When backing up a trailer, put your hand at the bottom of the steering wheel and move the steering wheel in the direction you want the trailer to go.


19



“For better or worse means no matter what life throws at us, not no matter what you do to me.” - Brenda Linn


19, 21



Give them the book Starfish by Lisa Fipps.


12, 14



They’re not rejecting you, they’re just becoming who they are. Give them some space.


12, 13, 14, 15, 16, 17



Just put your best foot forward and get on with it!


14, 17, 21



Read "You Can’t buy a Dinosaur with a Dime" by Harriet Ziefert. Teaches kids about earning money through work, making choices, even paying taxes!


9



Make sure they have resources other than us. Hotlines for teens such as Boys Town National Hotline, National $@!#% Prevention Lifeline, etc.


12



Being numb is not the same thing as being happy.


15-18



Some days it feels like your world is falling apart, but what's really happening is that it's falling into place. Make good choices. Be kind. Be brave. Trust.


15, 21



Look into YMCA “family camp” in PA.


7



You’re someone’s cup of tea. I don’t mean there is only one person out there for you, I mean someone is waiting to love you exactly how you are. Stop wasting time with fools who want to change you to fit their ideal.


15, 19, 21



Read maps.


9-14



If it’s the right thing, if something needs to be done… Make yourself do it. You’re never going to “feel like it.” Practice daily with things big and / or small without complaining.


9, 12, 15, 21



In the words of Bear Grylls... '”Survival can be summed up in three words - never give up. That's the heart of it really. Just keep trying.”


14, 17, 21



It’s hard to know how to support a friend who is grieving, but it’s a priceless skill / attribute. Some people just are naturally know what to say, but for the rest of us, it can be learned. If you don’t know what to say, just stay silent but be present. Or try something like “I’m so sorry.” Be mindful not to turn away because their pain makes you uncomfortable. Send a text just “thinking of you.” Grief takes a lot of energy and focus, and there’s not much you can (or should) do to help someone process their pain. So lessen their burden by taking some of the stupid everyday life stuff off their plate: Walk the dog, make a meal, make sure there’s food, clean clothes, toilet paper, etc. Help with school or work stuff if possible. Check in often but take your queue from them. Some people want company while others want solitude. Everyone processes pain and grief differently. Don’t force your way on them. Offer to look at pictures or hear stories about the person they lost.
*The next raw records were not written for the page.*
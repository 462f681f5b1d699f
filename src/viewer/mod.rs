// SPDX-License-Identifier: MPL-2.0
//! Viewer state management modules
//!
//! Everything with real state lives here: the scaling engine, the derived
//! command enablement, and the controller that ties them to the media layer.

pub mod commands;
pub mod controller;
pub mod viewport;

// Re-export commonly used types for convenience
pub use commands::{CommandAvailability, CommandId};
pub use controller::ViewerController;
pub use viewport::{PageExtent, Viewport, ZoomLimits, ZoomMode};
// SPDX-License-Identifier: MPL-2.0
//! Color normalization to the canonical in-memory representation.
//!
//! The viewport always renders RGBA8 in sRGB. Decoders may hand back other
//! channel orderings (BGRA is common) or linear-light samples; this module
//! rewrites both. Normalization has no failure mode: an untagged or
//! unsupported color space is passed through unchanged rather than reported
//! as an error.

use crate::media::{ChannelLayout, ColorSpace, PixelBuffer};

/// Converts a decoded buffer into the canonical representation.
///
/// The output is always `Rgba8`. If the source carried a color-space tag the
/// samples are converted to sRGB and retagged; untagged samples keep their
/// values (assumed already canonical). Idempotent: normalizing a canonical
/// buffer returns it unchanged.
#[must_use]
pub fn normalize(buffer: PixelBuffer) -> PixelBuffer {
    let canonical_layout = buffer.layout() == ChannelLayout::Rgba8;
    let canonical_space = matches!(buffer.color_space(), ColorSpace::Srgb | ColorSpace::Untagged);
    if canonical_layout && canonical_space {
        return buffer;
    }

    let width = buffer.width();
    let height = buffer.height();
    let color_space = buffer.color_space();
    let mut rgba = to_rgba8(&buffer);

    let out_space = match color_space {
        ColorSpace::LinearRgb => {
            encode_srgb_in_place(&mut rgba);
            ColorSpace::Srgb
        }
        other => other,
    };

    PixelBuffer::new(width, height, ChannelLayout::Rgba8, out_space, rgba)
}

/// Rewrites the samples into RGBA order, expanding grayscale and adding an
/// opaque alpha channel where the source has none.
fn to_rgba8(buffer: &PixelBuffer) -> Vec<u8> {
    let samples = buffer.samples();
    let pixel_count = buffer.width() as usize * buffer.height() as usize;
    let mut rgba = Vec::with_capacity(pixel_count * 4);

    match buffer.layout() {
        ChannelLayout::Rgba8 => rgba.extend_from_slice(samples),
        ChannelLayout::Bgra8 => {
            for px in samples.chunks_exact(4) {
                rgba.extend_from_slice(&[px[2], px[1], px[0], px[3]]);
            }
        }
        ChannelLayout::Rgb8 => {
            for px in samples.chunks_exact(3) {
                rgba.extend_from_slice(&[px[0], px[1], px[2], 255]);
            }
        }
        ChannelLayout::Bgr8 => {
            for px in samples.chunks_exact(3) {
                rgba.extend_from_slice(&[px[2], px[1], px[0], 255]);
            }
        }
        ChannelLayout::Gray8 => {
            for &luma in samples {
                rgba.extend_from_slice(&[luma, luma, luma, 255]);
            }
        }
        ChannelLayout::GrayAlpha8 => {
            for px in samples.chunks_exact(2) {
                rgba.extend_from_slice(&[px[0], px[0], px[0], px[1]]);
            }
        }
    }

    rgba
}

/// Applies the sRGB transfer function to the color channels of RGBA samples.
/// Alpha is coverage, not light, and stays untouched.
fn encode_srgb_in_place(rgba: &mut [u8]) {
    for px in rgba.chunks_exact_mut(4) {
        px[0] = linear_to_srgb(px[0]);
        px[1] = linear_to_srgb(px[1]);
        px[2] = linear_to_srgb(px[2]);
    }
}

#[allow(clippy::cast_possible_truncation, clippy::cast_sign_loss)]
fn linear_to_srgb(value: u8) -> u8 {
    let v = f64::from(value) / 255.0;
    let encoded = if v <= 0.003_130_8 {
        v * 12.92
    } else {
        1.055 * v.powf(1.0 / 2.4) - 0.055
    };
    (encoded * 255.0).round().clamp(0.0, 255.0) as u8
}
This time is about them, so avoid any comparisons with how what they’re going through is similar to something you or someone else went through, unless it was the exact same thing: Telling someone who lost a child that you understand their pain because your grandmother died last year is not okay. People mean well but they say really stupid sh*t sometimes. (If you ever say something that may have caused pain, just acknowledge it, apologize for it, and move on from it.)There are lots of resources. Grief is so isolating. You can’t make their pain go away, but that’s okay. You’re job isn’t to ‘cheer them up’ it’s to ‘keep showing up.’ Read up on current literature, there are tons of great resources.


19



It's natural to avoid change. Try to learn to accept change, embrace it if you can! Change is good. :)


15



Enroll in cooking lessons. We'll need to find you someone who knows how to cook. (Don't tell mom I said that.)


14



Choose to love despite the rage. See poem by Lucas Jones “ I Will Teach My Sons to be Dangerous Men.”


12, 14, 16, 19, 21



Caps Game this year.


11



May you make yourself proud every day. That’s my wish for you. (I will always be proud of you.) xoxo


9, 14, 21



Make a gift of Marcus Aurelius' Meditations.


15



Sometimes procrastination is part of the process. Eventually though, doing the thing is easier than stressing over it or hiding from it.